Qual era o caso de Rohter (hoje muito bem sempre lá no Times emplacando matéria sobre tudo que lhe dá telha e de seus editores)? O homem do NYTimes cometeu a inocência de mandar um despacho sobre fofocas que corriam às bocas pequenas e largas na época do presidente Lula da Silva.
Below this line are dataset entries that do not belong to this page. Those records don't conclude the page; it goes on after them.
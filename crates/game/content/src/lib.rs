//! Data-driven content definitions and loaders.
//!
//! This crate houses the static inputs of a simulation and provides loaders
//! for the files that describe them:
//! - Enemy tuning (data-driven via TOML)
//! - Encounter layouts: grid bounds, walls, player start and enemy spawns
//!   (data-driven via RON)
//!
//! Content is consumed by the runtime when it builds a world and never
//! appears in actor state.

pub mod encounter;

#[cfg(feature = "loaders")]
pub mod loaders;

pub use encounter::{Encounter, EnemySpawn, PlayerSpawn};

#[cfg(feature = "loaders")]
pub use loaders::{ConfigLoader, EncounterLoader, LoadResult};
Frise-se: não acusou ninguém, apenas botou o preto no branco sobre “o que se sussurava”, e, conhecendo-nos, creio que os “sussurros” decibelavam mais que o Big Ben aqui do meu lado.

Nesta semana, o bom Tom Phillips mandou pequena reportagem de ¼ de página sobre um programa de televisão, desses que gostamos de chamar de “reality show” (por que essa falta de intimidade com “realidade” e “espetáculo”?) que a Band emplumou e desfraldou no ar pela primeira vez na segunda-feira.
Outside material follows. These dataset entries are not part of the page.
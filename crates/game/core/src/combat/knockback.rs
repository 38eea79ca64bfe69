//! Knockback direction selection.

use glam::Vec2;

/// Axis-aligned direction an enemy is pushed when hit.
#[derive(Clone, Copy, Debug, PartialEq, Eq, Hash, strum::Display, strum::AsRefStr)]
#[cfg_attr(feature = "serde", derive(serde::Serialize, serde::Deserialize))]
#[strum(serialize_all = "snake_case")]
pub enum KnockbackDirection {
    Right,
    Left,
    Down,
    Up,
}

impl KnockbackDirection {
    pub fn unit(self) -> Vec2 {
        match self {
            KnockbackDirection::Right => Vec2::X,
            KnockbackDirection::Left => Vec2::NEG_X,
            KnockbackDirection::Down => Vec2::NEG_Y,
            KnockbackDirection::Up => Vec2::Y,
        }
    }
}

/// Picks the knockback direction away from `attacker`.
///
/// The comparisons are checked in a fixed order and the first true one wins:
///
/// 1. actor right of attacker → `Right`
/// 2. actor left of attacker → `Left`
/// 3. actor below attacker → `Down`
/// 4. actor above attacker → `Up`
///
/// Magnitudes are never compared, so any horizontal difference beats a larger
/// vertical one. Returns `None` when both positions coincide.
pub fn knockback_direction(actor: Vec2, attacker: Vec2) -> Option<KnockbackDirection> {
    if actor.x > attacker.x {
        Some(KnockbackDirection::Right)
    } else if actor.x < attacker.x {
        Some(KnockbackDirection::Left)
    } else if actor.y < attacker.y {
        Some(KnockbackDirection::Down)
    } else if actor.y > attacker.y {
        Some(KnockbackDirection::Up)
    } else {
        None
    }
}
O correspondente sabe o que é notícia.

Pouca coisa acontecendo no planalto, esses feriadões, chuvas, e voltam-se todos à paixão nacional que é a TV, em suas diversas e constrangedoras manifestações: telenovelas e, lá vai de novo, “reality shows”. No caso, esta última modalidade.

Um programa que, mesmo em nossas bizarras terras, está dando o que falar (chequei), tal de “Mulheres Ricas”, que Phillips dá uma boa pala do que seja e eu já posso visualizar com o “sick bag” (confiram, adotem) do lado.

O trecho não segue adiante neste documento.